Every line in the records below between the one holding "the rayon pool." and the one holding "count exceeds the", inclusive, is to be set down exactly; all other lines are to be left out.

DATA SUPPLIED below:

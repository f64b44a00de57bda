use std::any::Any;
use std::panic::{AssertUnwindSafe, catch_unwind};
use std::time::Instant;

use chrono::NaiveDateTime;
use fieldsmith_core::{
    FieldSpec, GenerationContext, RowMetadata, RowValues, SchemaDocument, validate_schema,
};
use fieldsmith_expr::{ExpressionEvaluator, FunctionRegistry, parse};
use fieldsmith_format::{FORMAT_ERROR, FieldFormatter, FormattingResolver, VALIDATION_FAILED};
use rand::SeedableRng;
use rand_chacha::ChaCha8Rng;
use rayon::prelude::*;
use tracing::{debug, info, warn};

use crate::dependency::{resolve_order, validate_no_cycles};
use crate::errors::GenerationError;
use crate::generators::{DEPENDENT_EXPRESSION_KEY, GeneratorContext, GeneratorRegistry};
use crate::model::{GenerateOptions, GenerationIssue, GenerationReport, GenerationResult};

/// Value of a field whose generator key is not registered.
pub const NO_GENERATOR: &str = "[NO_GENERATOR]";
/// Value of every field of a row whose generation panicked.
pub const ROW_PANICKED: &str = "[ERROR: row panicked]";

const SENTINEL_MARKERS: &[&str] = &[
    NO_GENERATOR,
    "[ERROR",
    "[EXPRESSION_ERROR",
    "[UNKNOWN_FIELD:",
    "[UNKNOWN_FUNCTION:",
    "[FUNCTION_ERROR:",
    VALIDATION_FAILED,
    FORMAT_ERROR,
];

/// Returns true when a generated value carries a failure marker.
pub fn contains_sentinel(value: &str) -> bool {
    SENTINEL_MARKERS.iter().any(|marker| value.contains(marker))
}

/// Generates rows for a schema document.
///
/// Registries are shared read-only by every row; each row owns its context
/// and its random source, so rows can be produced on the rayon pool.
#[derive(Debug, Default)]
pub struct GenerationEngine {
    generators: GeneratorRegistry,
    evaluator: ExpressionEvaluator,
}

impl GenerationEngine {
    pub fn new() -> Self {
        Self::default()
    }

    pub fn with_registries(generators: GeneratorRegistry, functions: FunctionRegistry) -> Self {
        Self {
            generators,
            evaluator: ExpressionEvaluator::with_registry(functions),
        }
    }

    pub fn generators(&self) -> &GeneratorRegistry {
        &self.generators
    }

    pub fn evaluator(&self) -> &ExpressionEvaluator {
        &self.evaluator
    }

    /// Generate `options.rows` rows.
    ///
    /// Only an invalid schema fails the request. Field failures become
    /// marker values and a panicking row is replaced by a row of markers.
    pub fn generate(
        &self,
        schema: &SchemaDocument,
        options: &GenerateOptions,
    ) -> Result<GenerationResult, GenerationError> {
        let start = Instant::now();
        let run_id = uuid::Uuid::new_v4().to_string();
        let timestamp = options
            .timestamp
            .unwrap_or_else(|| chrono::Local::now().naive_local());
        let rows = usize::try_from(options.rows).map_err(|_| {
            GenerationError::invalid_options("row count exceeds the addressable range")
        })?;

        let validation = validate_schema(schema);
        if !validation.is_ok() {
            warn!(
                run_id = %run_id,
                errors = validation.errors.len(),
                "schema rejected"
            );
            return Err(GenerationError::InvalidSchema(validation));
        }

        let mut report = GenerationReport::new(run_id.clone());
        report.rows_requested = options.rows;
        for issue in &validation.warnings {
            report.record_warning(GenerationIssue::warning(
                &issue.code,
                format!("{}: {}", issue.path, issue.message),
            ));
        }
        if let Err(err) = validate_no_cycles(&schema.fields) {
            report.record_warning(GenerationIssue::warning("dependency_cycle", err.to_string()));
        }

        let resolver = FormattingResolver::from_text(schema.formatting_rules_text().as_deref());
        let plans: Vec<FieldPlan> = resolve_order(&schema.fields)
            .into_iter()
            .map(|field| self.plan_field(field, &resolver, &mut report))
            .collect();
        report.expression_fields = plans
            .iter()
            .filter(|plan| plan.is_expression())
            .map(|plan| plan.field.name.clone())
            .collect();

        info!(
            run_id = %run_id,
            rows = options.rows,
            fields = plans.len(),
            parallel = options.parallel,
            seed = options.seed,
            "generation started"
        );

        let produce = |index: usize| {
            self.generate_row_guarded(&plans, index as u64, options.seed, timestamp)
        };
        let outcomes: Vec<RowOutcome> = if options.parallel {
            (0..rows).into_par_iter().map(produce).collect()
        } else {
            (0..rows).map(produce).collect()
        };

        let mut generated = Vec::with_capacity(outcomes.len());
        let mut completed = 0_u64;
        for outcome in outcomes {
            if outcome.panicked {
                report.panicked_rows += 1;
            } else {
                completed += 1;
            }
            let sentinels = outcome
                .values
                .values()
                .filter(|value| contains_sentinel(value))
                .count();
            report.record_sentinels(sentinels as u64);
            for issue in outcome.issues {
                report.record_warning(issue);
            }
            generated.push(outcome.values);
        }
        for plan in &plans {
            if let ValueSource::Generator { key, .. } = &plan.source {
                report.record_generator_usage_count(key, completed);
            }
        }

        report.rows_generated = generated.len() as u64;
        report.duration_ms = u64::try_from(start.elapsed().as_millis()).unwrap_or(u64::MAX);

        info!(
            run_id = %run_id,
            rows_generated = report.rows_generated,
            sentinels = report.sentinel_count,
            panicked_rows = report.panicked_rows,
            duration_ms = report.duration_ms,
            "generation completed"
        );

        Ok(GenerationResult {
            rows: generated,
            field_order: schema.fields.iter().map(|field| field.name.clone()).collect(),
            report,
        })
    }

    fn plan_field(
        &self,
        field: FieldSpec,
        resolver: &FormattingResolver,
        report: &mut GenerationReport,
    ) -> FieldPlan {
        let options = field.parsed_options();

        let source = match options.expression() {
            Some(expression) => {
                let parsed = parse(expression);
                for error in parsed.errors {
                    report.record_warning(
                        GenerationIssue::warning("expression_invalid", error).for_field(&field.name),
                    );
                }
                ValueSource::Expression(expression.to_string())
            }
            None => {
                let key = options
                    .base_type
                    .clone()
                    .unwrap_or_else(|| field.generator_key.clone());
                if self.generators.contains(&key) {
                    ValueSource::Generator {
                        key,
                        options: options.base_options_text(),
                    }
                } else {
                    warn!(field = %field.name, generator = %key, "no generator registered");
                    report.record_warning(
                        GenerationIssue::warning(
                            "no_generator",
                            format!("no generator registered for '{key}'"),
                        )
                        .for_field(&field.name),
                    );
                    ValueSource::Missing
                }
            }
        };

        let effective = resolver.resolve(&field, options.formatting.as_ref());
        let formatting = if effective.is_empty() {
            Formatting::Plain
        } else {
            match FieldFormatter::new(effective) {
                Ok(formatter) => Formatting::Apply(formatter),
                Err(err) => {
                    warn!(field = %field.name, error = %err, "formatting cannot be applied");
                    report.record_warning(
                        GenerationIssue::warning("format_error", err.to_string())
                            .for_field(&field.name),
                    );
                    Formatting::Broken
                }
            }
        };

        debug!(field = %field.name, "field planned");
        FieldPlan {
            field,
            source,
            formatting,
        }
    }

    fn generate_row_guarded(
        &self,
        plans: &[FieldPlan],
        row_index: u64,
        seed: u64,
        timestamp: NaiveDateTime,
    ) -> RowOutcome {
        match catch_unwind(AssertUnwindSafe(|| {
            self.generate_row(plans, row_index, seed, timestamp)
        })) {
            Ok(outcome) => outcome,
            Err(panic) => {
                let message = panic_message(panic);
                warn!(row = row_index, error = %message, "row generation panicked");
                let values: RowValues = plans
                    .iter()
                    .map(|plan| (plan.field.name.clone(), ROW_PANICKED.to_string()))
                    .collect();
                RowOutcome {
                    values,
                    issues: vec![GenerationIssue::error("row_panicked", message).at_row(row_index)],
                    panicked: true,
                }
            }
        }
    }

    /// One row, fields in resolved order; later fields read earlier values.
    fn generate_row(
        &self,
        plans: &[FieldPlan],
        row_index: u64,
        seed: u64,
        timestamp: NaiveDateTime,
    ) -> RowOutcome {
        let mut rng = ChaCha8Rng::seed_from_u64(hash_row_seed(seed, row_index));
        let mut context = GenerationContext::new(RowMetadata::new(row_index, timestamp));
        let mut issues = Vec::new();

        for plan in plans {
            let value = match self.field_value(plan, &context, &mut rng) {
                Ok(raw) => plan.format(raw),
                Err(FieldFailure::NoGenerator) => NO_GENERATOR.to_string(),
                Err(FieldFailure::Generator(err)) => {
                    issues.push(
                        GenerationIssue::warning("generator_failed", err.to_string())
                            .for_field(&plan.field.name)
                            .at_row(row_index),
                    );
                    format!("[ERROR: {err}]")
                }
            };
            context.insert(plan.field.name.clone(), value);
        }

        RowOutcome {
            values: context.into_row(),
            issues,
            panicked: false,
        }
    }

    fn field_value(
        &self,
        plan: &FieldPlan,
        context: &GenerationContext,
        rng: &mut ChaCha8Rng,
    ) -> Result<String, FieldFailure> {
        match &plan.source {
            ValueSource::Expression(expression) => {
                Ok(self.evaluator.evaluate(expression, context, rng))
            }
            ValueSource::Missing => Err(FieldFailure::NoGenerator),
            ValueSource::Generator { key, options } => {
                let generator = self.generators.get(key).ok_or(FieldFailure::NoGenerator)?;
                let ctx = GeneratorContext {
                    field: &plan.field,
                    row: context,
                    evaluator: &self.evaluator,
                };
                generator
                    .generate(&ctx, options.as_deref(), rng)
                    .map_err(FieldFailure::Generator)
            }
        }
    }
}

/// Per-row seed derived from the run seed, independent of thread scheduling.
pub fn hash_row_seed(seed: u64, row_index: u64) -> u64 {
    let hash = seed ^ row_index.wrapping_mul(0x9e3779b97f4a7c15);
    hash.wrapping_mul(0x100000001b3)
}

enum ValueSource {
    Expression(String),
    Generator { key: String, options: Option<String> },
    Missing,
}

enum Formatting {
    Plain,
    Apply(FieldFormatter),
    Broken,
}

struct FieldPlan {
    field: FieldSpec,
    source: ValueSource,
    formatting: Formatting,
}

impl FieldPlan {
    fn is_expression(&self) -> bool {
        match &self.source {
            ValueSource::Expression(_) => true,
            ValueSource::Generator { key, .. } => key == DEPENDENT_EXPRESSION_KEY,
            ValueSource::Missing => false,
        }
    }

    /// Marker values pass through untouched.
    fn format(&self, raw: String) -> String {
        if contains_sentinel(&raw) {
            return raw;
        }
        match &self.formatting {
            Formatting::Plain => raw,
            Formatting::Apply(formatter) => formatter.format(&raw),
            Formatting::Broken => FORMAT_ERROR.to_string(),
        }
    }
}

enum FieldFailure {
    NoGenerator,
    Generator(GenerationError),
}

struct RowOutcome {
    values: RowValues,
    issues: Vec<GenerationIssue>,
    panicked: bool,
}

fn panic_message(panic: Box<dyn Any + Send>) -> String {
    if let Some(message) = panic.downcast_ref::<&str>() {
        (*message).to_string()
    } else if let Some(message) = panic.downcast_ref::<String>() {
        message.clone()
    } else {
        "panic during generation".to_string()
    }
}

End of DATA SUPPLIED.

• ANSWER TO THE PROBLEM:
/// and its random source, so rows can be produced on the rayon pool.
#[derive(Debug, Default)]
pub struct GenerationEngine {
    generators: GeneratorRegistry,
    evaluator: ExpressionEvaluator,
}

impl GenerationEngine {
    pub fn new() -> Self {
        Self::default()
    }

    pub fn with_registries(generators: GeneratorRegistry, functions: FunctionRegistry) -> Self {
        Self {
            generators,
            evaluator: ExpressionEvaluator::with_registry(functions),
        }
    }

    pub fn generators(&self) -> &GeneratorRegistry {
        &self.generators
    }

    pub fn evaluator(&self) -> &ExpressionEvaluator {
        &self.evaluator
    }

    /// Generate `options.rows` rows.
    ///
    /// Only an invalid schema fails the request. Field failures become
    /// marker values and a panicking row is replaced by a row of markers.
    pub fn generate(
        &self,
        schema: &SchemaDocument,
        options: &GenerateOptions,
    ) -> Result<GenerationResult, GenerationError> {
        let start = Instant::now();
        let run_id = uuid::Uuid::new_v4().to_string();
        let timestamp = options
            .timestamp
            .unwrap_or_else(|| chrono::Local::now().naive_local());
        let rows = usize::try_from(options.rows).map_err(|_| {
            GenerationError::invalid_options("row count exceeds the addressable range")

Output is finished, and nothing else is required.